The Library of Congress has a new photostream on photo-sharing site Flickr. This particular image struck close to home. The caption is “Children gathering potatoes on a large farm, vicinity of Caribou, Aroostook County, Me. Schools do not open until the potatoes are harvested.” I grew up in the neighboring and superior-in-every-way town of Presque Isle (Go Wildcats!) and picked potatoes for exactly one day with a friend of mine before saying the hell with farming and getting a job with the news.
While the schools today open before the potatoes are harvested, they still close down again for Harvest Break from mid-September until the first week or so in October. It’s a way of life that seems to say the more things change the more they stay the same, but it wasn’t always that way.
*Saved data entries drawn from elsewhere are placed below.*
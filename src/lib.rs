//! Formulary - a formula-driven installer for binaries fetched from Git
//! sources.
//!
//! A package is described by a declarative TOML formula: name, version,
//! source URL with a branch/tag/rev selector, dependencies, the binaries
//! to install, optional caveats, and a post-install test. Installing a
//! package runs a strictly sequential pipeline:
//!
//! ```text
//! Formula → Resolver → Fetcher → Installer → Verifier
//! ```
//!
//! - [`formula`] loads and validates descriptors
//! - [`resolver`] turns a source selector into a concrete revision
//! - [`fetcher`] materializes that revision into a disposable workspace,
//!   backed by the shared clone [`cache`]
//! - [`installer`] places declared binaries into the target layout,
//!   atomically per package
//! - [`verifier`] runs the formula's test command against the result
//!
//! The [`pipeline`] module wires the stages together for one package;
//! [`cli`] adds the `install` / `test` / `list` / `cache` commands and
//! fans independent packages out concurrently, one workspace each.
//!
//! Like Cargo, formulary drives the system `git` binary ([`git`]) rather
//! than linking a git library, so credentials and transports behave
//! exactly as the user's git does.

pub mod cache;
pub mod cli;
pub mod config;
pub mod constants;
pub mod core;
pub mod fetcher;
pub mod formula;
pub mod git;
pub mod installer;
pub mod pipeline;
pub mod resolver;
pub mod utils;
pub mod verifier;
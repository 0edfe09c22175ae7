use std::sync::Arc;

use axum::{routing::get, Json, Router};
use clap::Args;
use tracing::{debug, info};
use utoipa::OpenApi;

use faultline_ingest::handlers::{configure_routes, ApiDoc, AppState};
use faultline_ingest::service::IngestionService;
use faultline_ingest::worker::spawn_workers;
use faultline_queue::{DeadLetterStore, QueueService};

#[derive(Args)]
pub struct ServeCommand {
    /// Address to bind the server to
    #[arg(long, default_value = "127.0.0.1:3000", env = "FAULTLINE_ADDRESS")]
    pub address: String,

    /// Database connection URL
    #[arg(long, env = "FAULTLINE_DATABASE_URL")]
    pub database_url: String,

    /// Number of background ingestion workers
    #[arg(long, default_value_t = 4, env = "FAULTLINE_INGEST_WORKERS")]
    pub workers: usize,

    /// Capacity of the ingestion queue
    #[arg(long, default_value_t = 1024, env = "FAULTLINE_QUEUE_CAPACITY")]
    pub queue_capacity: usize,
}

impl ServeCommand {
    pub fn execute(self) -> anyhow::Result<()> {
        let rt = tokio::runtime::Runtime::new()?;
        rt.block_on(self.run())
    }

    async fn run(self) -> anyhow::Result<()> {
        debug!("Initializing database connection...");
        let db = faultline_database::establish_connection(&self.database_url).await?;

        let (queue, receiver) = QueueService::create_channel(self.queue_capacity);
        let service = Arc::new(IngestionService::new(db));
        let dead_letter = DeadLetterStore::new();

        let worker_handles = spawn_workers(
            self.workers,
            receiver,
            queue.clone(),
            service,
            dead_letter,
        );
        info!("Started {} ingestion workers", worker_handles.len());

        let state = Arc::new(AppState { queue });
        let app = Router::new()
            .route(
                "/api/openapi.json",
                get(|| async { Json(ApiDoc::openapi()) }),
            )
            .nest("/api", configure_routes().with_state(state));

        info!("Starting Faultline server on {}", self.address);
        let listener = tokio::net::TcpListener::bind(&self.address).await?;
        axum::serve(listener, app).await?;

        Ok(())
    }
}
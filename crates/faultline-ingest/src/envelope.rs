//! Envelope parsing for the SDK wire format.
//!
//! The envelope format is a simple text-based protocol:
//! ```text
//! {envelope_header}\n
//! {item_header}\n
//! {item_payload}\n
//! {item_header}\n
//! {item_payload}\n
//! ...
//! ```
//!
//! An item header may declare `length`, in which case the payload is exactly
//! that many raw bytes following the header line. This lets binary or
//! newline-containing payloads be embedded safely while small payloads stay
//! human-readable.

use chrono::{DateTime, Utc};
use serde::{Deserialize, Serialize};
use std::fmt;
use thiserror::Error;

#[derive(Error, Debug)]
pub enum EnvelopeError {
    #[error("empty envelope body")]
    EmptyBody,
    #[error("missing envelope header")]
    MissingHeader,
    #[error("invalid envelope header: {0}")]
    InvalidHeader(String),
    #[error("invalid item header")]
    InvalidItemHeader(#[source] serde_json::Error),
    #[error("item length {declared} exceeds remaining {available} bytes")]
    LengthOutOfRange { declared: usize, available: usize },
    #[error("invalid item payload: {0}")]
    InvalidPayload(String),
}

#[derive(Clone, Debug, Default, Deserialize, Serialize)]
pub struct EnvelopeHeaders {
    /// Unique identifier of the event associated to this envelope.
    ///
    /// Envelopes without contained events do not carry an event id.
    #[serde(default, skip_serializing_if = "Option::is_none")]
    pub event_id: Option<String>,

    /// Timestamp when the envelope was sent, according to the SDK.
    #[serde(default, skip_serializing_if = "Option::is_none")]
    pub sent_at: Option<DateTime<Utc>>,
}

/// The type of an envelope item.
#[derive(Clone, Debug, Eq, Hash, Ord, PartialEq, PartialOrd, Deserialize)]
#[serde(rename_all = "snake_case")]
pub enum ItemType {
    /// Error event payload encoded in JSON.
    Event,
    /// Transaction event payload encoded in JSON.
    Transaction,
    /// Raw payload of an arbitrary attachment.
    Attachment,
    /// Session update data.
    Session,
    /// Aggregated session data.
    Sessions,
    /// Client internal report (eg: outcomes).
    ClientReport,
    /// User feedback encoded as JSON.
    UserReport,
    /// Profile event payload encoded as JSON.
    Profile,
    /// Replay metadata and breadcrumb payload.
    ReplayEvent,
    /// Replay recording data.
    ReplayRecording,
    /// Monitor check-in encoded as JSON.
    CheckIn,
    /// A log for the log product, not internal logs.
    Log,
    /// A standalone span.
    Span,
    /// An item type this version does not know about.
    #[serde(other)]
    Unknown,
}

impl ItemType {
    /// Returns the variant name of the item type.
    pub fn name(&self) -> &'static str {
        match self {
            Self::Event => "event",
            Self::Transaction => "transaction",
            Self::Attachment => "attachment",
            Self::Session => "session",
            Self::Sessions => "sessions",
            Self::ClientReport => "client_report",
            Self::UserReport => "user_report",
            Self::Profile => "profile",
            Self::ReplayEvent => "replay_event",
            Self::ReplayRecording => "replay_recording",
            Self::CheckIn => "check_in",
            Self::Log => "log",
            Self::Span => "span",
            Self::Unknown => "unknown",
        }
    }

    pub fn as_str(&self) -> &str {
        self.name()
    }
}

impl fmt::Display for ItemType {
    fn fmt(&self, f: &mut fmt::Formatter<'_>) -> fmt::Result {
        write!(f, "{}", self.as_str())
    }
}

#[derive(Debug, Clone, Deserialize)]
pub struct ItemHeader {
    #[serde(rename = "type")]
    pub ty: ItemType,

    /// Byte length of a raw payload. Absent for line-delimited payloads.
    #[serde(default)]
    pub length: Option<usize>,

    #[serde(default)]
    pub content_type: Option<String>,
}

/// A single item in an envelope: typed header plus raw payload bytes.
#[derive(Debug)]
pub struct EnvelopeItem {
    pub header: ItemHeader,
    pub payload: Vec<u8>,
}

/// A parsed envelope
#[derive(Debug)]
pub struct Envelope {
    header: EnvelopeHeaders,
    items: Vec<EnvelopeItem>,
}

impl Envelope {
    /// Parse an envelope from bytes.
    ///
    /// The first line is the envelope header. Each following item is a JSON
    /// header line followed by either exactly `length` raw bytes (one
    /// trailing newline consumed if present) or, without `length`, one
    /// newline-terminated line with a trailing `\r` stripped.
    pub fn from_slice(data: &[u8]) -> Result<Self, EnvelopeError> {
        if data.is_empty() {
            return Err(EnvelopeError::EmptyBody);
        }

        let mut cursor = 0usize;

        let header_line = read_line(data, &mut cursor).ok_or(EnvelopeError::MissingHeader)?;
        if header_line.is_empty() {
            return Err(EnvelopeError::MissingHeader);
        }
        let header: EnvelopeHeaders = serde_json::from_slice(header_line)
            .map_err(|e| EnvelopeError::InvalidHeader(e.to_string()))?;

        let mut items = Vec::new();
        while let Some(line) = read_line(data, &mut cursor) {
            if line.is_empty() {
                continue;
            }

            let item_header: ItemHeader =
                serde_json::from_slice(line).map_err(EnvelopeError::InvalidItemHeader)?;

            let payload = match item_header.length {
                Some(length) => {
                    let available = data.len() - cursor;
                    if length > available {
                        return Err(EnvelopeError::LengthOutOfRange {
                            declared: length,
                            available,
                        });
                    }
                    let payload = data[cursor..cursor + length].to_vec();
                    cursor += length;
                    // Consume the newline terminating the raw payload
                    if data.get(cursor) == Some(&b'\n') {
                        cursor += 1;
                    }
                    payload
                }
                None => read_line(data, &mut cursor).unwrap_or_default().to_vec(),
            };

            items.push(EnvelopeItem {
                header: item_header,
                payload,
            });
        }

        Ok(Envelope { header, items })
    }

    /// Get the envelope header
    pub fn header(&self) -> &EnvelopeHeaders {
        &self.header
    }

    /// Iterate over all envelope items
    pub fn items(&self) -> impl Iterator<Item = &EnvelopeItem> {
        self.items.iter()
    }

    /// Iterate over items of type `event`; everything else is ignored here.
    pub fn event_items(&self) -> impl Iterator<Item = &EnvelopeItem> {
        self.items
            .iter()
            .filter(|item| item.header.ty == ItemType::Event)
    }
}

/// Read one line (terminated by `\n` or end of input), stripping a trailing
/// `\r`. Returns `None` once the cursor is at the end.
fn read_line<'a>(data: &'a [u8], cursor: &mut usize) -> Option<&'a [u8]> {
    if *cursor >= data.len() {
        return None;
    }
    let start = *cursor;
    let mut line = match data[start..].iter().position(|&b| b == b'\n') {
        Some(offset) => {
            *cursor = start + offset + 1;
            &data[start..start + offset]
        }
        None => {
            *cursor = data.len();
            &data[start..]
        }
    };
    if line.ends_with(b"\r") {
        line = &line[..line.len() - 1];
    }
    Some(line)
}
As the New York Times noted in 1989 in Presque Isle Journal; Changes On Horizon In Fields Of Potatoes changing economic pressures and the mechanization of farming have made the practice of Harvest break less of an economic necessity for farmers or children, but the tradition still seems to be thriving and is a point of pride for the people there.
See also: Aroostook County Potato Harvest and the Bangor Daily News, New hands share hard work of harvest


I love to pick potatoes! Do you know if I can get a look at some of the potatoes?
I like your web site! It’s the bomb!!!!!!!!!!!
You can’t find anything you need. I think you need to give more variaty in your website.
Your clock is wrong. It’s 1:23 not 12:50
Bob,
According to my parents – You have to pick 120 barrels a day. If you can’t then your a girly man.
LOL
Also,
Schools go in prior to harvest. They used to let us out for the harvest.